> _Exercise details_
In the data below, find every line with the string "bool" and pull it out.
*** Data for this task
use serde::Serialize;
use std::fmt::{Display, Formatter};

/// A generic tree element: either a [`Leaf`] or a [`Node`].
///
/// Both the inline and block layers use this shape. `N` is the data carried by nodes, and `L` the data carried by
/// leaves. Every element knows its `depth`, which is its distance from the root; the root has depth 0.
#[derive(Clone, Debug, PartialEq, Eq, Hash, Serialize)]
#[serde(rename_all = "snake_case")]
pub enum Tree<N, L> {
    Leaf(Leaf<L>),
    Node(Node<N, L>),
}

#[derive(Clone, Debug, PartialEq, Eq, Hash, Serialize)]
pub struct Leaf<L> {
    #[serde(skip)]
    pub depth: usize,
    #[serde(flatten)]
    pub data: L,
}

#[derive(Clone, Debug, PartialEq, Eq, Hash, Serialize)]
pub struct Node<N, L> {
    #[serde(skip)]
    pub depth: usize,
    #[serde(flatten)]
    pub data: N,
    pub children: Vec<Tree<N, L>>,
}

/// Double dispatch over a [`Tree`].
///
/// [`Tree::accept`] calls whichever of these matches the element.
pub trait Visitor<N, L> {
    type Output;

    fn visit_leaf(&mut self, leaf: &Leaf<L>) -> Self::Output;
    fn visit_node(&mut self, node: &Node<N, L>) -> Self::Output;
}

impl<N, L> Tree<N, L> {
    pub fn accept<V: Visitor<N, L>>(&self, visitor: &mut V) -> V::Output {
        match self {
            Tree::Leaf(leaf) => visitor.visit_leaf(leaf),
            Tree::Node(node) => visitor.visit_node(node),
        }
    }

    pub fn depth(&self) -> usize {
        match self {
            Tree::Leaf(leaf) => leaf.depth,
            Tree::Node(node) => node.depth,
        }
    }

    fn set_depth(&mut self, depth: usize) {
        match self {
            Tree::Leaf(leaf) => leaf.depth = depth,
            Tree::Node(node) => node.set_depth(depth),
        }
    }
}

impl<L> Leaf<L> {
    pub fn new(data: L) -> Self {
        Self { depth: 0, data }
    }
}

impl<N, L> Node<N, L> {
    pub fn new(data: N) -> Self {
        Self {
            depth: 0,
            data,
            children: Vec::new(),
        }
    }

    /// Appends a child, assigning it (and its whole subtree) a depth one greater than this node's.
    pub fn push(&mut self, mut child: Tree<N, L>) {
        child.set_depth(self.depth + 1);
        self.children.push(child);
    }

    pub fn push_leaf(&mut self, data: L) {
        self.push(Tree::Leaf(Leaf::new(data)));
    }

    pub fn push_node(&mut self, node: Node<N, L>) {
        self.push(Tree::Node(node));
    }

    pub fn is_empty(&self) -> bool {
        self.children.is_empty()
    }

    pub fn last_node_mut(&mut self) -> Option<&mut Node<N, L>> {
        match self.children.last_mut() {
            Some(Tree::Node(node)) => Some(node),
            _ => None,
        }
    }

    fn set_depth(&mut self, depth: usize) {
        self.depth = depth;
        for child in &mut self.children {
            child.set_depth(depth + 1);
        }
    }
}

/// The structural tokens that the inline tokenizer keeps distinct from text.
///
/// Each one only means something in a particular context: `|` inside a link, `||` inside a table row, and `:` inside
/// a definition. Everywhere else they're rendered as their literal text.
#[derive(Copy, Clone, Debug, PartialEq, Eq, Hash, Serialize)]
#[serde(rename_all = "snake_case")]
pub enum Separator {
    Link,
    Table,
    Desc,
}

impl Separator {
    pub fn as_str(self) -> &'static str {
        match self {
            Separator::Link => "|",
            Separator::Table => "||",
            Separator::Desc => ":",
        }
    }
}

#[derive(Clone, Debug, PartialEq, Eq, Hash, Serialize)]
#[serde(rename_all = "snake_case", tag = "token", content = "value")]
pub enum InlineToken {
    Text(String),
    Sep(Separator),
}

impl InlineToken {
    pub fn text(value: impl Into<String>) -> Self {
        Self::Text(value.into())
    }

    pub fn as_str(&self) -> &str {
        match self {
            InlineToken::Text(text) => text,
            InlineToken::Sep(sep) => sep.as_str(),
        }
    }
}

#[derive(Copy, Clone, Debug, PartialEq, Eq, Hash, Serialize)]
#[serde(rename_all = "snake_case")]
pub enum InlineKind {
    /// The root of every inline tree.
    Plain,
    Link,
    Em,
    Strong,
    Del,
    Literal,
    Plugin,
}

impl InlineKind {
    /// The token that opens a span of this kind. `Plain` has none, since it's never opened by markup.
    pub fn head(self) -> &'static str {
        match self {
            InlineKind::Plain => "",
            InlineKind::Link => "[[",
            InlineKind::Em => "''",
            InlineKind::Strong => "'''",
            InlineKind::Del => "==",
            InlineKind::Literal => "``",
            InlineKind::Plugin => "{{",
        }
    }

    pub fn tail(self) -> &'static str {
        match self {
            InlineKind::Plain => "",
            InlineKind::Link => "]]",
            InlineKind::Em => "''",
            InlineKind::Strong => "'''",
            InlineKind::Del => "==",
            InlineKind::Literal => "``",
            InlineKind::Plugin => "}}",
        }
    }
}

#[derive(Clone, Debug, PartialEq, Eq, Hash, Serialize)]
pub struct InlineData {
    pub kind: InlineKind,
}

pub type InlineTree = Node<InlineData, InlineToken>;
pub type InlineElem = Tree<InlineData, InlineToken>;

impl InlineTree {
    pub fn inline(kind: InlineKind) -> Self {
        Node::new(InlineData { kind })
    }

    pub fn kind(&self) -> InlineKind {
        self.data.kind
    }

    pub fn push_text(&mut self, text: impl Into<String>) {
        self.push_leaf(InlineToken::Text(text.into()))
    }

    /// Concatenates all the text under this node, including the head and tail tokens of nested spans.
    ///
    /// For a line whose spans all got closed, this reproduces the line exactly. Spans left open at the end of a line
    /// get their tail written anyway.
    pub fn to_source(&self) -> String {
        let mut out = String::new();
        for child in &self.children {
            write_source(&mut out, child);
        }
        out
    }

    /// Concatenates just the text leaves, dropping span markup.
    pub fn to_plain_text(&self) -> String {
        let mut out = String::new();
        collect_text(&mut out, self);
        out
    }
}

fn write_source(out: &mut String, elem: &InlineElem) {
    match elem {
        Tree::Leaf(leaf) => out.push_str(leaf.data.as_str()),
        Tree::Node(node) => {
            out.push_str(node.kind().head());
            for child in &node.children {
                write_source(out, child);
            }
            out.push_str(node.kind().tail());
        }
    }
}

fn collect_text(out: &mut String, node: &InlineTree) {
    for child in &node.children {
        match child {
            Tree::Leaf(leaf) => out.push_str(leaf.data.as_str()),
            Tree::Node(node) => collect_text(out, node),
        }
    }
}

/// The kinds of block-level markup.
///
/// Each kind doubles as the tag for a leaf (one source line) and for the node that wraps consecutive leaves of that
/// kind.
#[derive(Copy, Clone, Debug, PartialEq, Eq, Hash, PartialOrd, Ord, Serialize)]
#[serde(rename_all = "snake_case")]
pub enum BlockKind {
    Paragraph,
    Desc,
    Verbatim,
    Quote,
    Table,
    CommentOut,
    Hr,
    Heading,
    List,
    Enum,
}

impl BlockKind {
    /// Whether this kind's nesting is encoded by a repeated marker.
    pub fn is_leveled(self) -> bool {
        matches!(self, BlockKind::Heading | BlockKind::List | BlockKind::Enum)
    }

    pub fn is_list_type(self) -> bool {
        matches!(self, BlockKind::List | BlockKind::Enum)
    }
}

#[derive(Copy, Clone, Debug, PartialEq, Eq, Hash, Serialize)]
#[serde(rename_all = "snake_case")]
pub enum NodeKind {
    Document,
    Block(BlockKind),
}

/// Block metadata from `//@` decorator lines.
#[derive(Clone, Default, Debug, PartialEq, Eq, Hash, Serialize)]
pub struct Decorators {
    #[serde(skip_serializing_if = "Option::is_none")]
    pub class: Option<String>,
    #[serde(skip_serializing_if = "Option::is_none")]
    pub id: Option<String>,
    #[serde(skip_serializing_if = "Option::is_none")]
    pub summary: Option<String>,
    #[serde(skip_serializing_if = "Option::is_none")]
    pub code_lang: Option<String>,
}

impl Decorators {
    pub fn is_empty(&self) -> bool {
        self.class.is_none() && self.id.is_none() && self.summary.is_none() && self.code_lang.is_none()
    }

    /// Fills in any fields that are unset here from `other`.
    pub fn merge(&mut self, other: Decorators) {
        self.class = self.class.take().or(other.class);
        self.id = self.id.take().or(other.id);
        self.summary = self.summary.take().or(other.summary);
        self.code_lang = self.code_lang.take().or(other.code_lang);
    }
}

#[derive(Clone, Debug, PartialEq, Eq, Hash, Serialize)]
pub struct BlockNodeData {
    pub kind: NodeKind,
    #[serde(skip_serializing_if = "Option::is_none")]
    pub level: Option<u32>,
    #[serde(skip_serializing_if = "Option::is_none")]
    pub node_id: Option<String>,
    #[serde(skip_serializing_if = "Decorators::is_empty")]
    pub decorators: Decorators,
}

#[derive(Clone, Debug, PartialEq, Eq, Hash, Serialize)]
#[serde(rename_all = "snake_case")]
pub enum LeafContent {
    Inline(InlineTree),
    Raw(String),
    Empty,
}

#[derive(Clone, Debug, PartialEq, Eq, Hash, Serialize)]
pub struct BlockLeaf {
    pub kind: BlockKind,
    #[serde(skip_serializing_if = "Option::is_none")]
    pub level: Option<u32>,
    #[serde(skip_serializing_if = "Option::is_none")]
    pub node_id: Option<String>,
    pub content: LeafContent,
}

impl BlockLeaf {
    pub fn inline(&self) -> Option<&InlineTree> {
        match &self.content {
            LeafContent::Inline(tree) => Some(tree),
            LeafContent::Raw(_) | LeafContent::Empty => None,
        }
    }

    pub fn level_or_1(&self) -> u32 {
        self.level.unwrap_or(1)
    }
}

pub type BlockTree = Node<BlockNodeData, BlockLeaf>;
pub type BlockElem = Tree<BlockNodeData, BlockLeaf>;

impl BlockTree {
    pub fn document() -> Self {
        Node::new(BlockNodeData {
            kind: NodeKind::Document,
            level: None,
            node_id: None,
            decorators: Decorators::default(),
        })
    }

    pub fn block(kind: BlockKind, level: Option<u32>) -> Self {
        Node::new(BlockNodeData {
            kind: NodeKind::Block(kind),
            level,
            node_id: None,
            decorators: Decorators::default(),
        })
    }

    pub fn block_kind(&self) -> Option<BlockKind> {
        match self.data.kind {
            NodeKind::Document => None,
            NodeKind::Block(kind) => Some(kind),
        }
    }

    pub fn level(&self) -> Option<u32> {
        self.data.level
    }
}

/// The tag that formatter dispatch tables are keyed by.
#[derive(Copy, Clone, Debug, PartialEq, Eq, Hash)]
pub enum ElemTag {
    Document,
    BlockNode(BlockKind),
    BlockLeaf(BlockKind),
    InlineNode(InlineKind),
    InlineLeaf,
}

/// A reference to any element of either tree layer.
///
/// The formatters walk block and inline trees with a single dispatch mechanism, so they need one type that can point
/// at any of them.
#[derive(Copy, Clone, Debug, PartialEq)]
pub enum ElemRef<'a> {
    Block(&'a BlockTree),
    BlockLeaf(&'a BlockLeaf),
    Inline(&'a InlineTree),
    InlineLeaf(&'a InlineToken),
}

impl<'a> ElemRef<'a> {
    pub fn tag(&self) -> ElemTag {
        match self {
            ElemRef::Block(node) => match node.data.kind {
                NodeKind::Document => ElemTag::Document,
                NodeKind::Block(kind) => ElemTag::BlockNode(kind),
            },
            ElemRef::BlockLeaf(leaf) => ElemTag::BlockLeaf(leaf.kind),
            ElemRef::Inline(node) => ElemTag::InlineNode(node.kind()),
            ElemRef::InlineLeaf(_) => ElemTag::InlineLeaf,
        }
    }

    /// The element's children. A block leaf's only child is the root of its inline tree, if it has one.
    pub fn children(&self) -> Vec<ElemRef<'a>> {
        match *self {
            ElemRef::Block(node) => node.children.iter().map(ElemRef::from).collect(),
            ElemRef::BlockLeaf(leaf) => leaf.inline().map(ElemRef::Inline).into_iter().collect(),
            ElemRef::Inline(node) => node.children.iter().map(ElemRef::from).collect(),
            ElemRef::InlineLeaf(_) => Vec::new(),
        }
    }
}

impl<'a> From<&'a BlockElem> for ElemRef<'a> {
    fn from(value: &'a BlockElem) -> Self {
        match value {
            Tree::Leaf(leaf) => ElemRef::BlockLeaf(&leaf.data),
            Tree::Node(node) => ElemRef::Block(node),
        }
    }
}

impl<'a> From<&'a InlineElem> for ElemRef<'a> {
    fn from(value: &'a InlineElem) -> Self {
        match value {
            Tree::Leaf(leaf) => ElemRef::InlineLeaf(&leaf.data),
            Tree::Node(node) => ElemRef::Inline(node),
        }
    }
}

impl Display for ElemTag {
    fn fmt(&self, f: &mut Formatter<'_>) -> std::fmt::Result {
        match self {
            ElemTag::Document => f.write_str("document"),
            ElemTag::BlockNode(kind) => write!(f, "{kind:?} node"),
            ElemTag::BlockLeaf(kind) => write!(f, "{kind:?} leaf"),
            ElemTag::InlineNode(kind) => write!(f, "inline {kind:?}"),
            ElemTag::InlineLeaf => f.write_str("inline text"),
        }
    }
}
******
*** Data for this task
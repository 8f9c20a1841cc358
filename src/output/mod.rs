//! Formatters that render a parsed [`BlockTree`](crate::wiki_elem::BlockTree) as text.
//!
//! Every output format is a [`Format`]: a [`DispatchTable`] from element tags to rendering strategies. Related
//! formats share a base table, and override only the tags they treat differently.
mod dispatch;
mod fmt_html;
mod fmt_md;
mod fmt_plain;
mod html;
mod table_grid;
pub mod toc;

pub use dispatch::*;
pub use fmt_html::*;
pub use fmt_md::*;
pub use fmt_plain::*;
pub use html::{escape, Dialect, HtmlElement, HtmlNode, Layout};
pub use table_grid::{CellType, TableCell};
******
*** Data for this task
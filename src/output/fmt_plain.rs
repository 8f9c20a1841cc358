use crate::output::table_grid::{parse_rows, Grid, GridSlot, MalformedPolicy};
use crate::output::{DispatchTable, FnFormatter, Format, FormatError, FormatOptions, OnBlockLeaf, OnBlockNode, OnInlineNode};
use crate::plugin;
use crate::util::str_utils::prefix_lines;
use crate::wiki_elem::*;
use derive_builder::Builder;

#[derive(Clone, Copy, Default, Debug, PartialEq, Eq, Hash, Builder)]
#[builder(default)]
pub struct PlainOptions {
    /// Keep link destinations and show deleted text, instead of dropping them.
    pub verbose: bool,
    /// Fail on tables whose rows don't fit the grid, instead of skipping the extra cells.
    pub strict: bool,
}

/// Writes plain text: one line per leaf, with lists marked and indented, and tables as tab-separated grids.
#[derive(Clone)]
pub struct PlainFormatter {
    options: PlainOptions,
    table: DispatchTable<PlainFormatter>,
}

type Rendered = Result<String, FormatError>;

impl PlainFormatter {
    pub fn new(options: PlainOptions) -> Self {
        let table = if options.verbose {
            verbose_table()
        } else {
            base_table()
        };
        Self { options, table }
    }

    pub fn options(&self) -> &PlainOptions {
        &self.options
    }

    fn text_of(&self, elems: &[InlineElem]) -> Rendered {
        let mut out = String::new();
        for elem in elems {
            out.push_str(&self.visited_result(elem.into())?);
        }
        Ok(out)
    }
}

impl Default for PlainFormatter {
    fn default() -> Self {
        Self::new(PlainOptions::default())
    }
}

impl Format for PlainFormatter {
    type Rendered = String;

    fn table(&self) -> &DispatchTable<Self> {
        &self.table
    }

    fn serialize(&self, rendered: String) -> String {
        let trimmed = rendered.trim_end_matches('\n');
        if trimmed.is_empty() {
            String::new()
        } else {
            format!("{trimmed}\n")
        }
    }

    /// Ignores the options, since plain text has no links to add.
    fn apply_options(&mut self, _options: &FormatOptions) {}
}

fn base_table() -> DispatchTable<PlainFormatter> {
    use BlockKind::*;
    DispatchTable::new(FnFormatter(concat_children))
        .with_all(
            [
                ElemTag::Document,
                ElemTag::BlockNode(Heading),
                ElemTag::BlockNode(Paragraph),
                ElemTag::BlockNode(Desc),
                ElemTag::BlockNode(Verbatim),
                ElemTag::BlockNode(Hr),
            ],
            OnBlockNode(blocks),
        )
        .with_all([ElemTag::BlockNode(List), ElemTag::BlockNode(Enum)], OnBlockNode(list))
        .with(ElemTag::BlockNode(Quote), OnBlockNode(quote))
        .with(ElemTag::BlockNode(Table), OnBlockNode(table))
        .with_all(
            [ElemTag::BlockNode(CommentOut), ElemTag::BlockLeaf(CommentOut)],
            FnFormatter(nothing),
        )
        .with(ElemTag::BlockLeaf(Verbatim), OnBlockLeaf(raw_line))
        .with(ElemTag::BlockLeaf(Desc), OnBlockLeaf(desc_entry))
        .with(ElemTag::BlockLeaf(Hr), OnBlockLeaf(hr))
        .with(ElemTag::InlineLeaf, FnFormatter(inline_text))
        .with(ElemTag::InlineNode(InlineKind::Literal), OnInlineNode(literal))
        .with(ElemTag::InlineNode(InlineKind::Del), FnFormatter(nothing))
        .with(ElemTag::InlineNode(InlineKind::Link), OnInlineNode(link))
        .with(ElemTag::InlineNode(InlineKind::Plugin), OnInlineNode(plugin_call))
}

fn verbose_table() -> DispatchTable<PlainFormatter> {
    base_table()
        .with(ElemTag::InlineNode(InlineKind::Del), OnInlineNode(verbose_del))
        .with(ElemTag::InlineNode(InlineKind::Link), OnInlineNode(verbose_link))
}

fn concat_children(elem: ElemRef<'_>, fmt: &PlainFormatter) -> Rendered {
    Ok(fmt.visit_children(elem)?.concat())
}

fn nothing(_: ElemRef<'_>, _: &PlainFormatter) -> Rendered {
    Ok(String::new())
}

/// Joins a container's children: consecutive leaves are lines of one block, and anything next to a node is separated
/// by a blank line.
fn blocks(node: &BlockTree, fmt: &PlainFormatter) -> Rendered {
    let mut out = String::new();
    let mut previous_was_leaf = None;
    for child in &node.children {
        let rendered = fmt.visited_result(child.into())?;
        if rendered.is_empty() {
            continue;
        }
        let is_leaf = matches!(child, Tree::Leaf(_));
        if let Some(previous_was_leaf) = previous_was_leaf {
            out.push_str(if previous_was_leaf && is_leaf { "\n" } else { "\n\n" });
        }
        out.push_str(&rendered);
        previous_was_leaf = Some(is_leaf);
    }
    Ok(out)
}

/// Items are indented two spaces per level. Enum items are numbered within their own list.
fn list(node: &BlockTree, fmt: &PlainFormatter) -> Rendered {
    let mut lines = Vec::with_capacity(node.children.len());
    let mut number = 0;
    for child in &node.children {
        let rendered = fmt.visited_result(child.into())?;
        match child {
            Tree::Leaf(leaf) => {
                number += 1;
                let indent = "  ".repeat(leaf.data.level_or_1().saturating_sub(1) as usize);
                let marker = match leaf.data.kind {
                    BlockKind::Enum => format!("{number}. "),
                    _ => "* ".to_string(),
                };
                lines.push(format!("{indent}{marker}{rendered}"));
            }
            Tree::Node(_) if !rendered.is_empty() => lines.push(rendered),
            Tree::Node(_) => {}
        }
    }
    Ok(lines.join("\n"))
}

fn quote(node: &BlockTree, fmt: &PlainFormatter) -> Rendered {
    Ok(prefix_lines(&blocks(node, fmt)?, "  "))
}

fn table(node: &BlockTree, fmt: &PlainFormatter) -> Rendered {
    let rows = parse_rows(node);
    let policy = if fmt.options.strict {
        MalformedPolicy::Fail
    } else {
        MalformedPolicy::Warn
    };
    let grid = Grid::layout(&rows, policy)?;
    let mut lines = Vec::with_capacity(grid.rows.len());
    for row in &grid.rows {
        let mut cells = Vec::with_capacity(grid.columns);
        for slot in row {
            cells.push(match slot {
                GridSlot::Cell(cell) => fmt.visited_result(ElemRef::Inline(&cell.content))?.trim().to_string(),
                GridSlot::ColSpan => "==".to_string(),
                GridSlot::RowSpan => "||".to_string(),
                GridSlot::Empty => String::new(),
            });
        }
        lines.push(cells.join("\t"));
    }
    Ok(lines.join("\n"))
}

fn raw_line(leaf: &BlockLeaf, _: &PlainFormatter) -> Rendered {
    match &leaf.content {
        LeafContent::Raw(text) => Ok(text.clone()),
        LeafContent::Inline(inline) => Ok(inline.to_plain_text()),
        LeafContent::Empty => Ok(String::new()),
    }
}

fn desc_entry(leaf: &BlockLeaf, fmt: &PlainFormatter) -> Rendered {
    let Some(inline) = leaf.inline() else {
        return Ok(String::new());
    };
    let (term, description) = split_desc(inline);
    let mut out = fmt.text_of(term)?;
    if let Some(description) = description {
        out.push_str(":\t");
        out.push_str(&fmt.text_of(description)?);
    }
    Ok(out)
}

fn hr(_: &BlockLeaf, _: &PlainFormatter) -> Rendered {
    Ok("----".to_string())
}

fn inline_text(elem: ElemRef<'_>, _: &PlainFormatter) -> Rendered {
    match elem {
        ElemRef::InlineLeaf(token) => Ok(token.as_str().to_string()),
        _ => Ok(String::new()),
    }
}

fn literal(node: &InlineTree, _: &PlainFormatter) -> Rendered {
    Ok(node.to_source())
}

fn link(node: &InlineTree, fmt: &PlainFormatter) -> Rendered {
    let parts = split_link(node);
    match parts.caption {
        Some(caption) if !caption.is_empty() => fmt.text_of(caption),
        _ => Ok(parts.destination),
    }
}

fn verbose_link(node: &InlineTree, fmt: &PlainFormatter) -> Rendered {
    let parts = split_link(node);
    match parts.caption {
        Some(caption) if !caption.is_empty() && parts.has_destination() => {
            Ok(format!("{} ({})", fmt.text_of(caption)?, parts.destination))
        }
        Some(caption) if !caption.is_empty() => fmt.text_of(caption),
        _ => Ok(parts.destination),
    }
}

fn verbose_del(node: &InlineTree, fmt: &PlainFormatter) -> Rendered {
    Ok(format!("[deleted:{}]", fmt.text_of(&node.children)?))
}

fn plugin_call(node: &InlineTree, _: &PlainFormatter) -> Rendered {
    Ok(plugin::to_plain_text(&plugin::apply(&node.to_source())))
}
******
> _Your response_
    pub fn is_empty(&self) -> bool {
    pub fn is_leveled(self) -> bool {
    pub fn is_list_type(self) -> bool {
    pub fn is_empty(&self) -> bool {
    pub verbose: bool,
    pub strict: bool,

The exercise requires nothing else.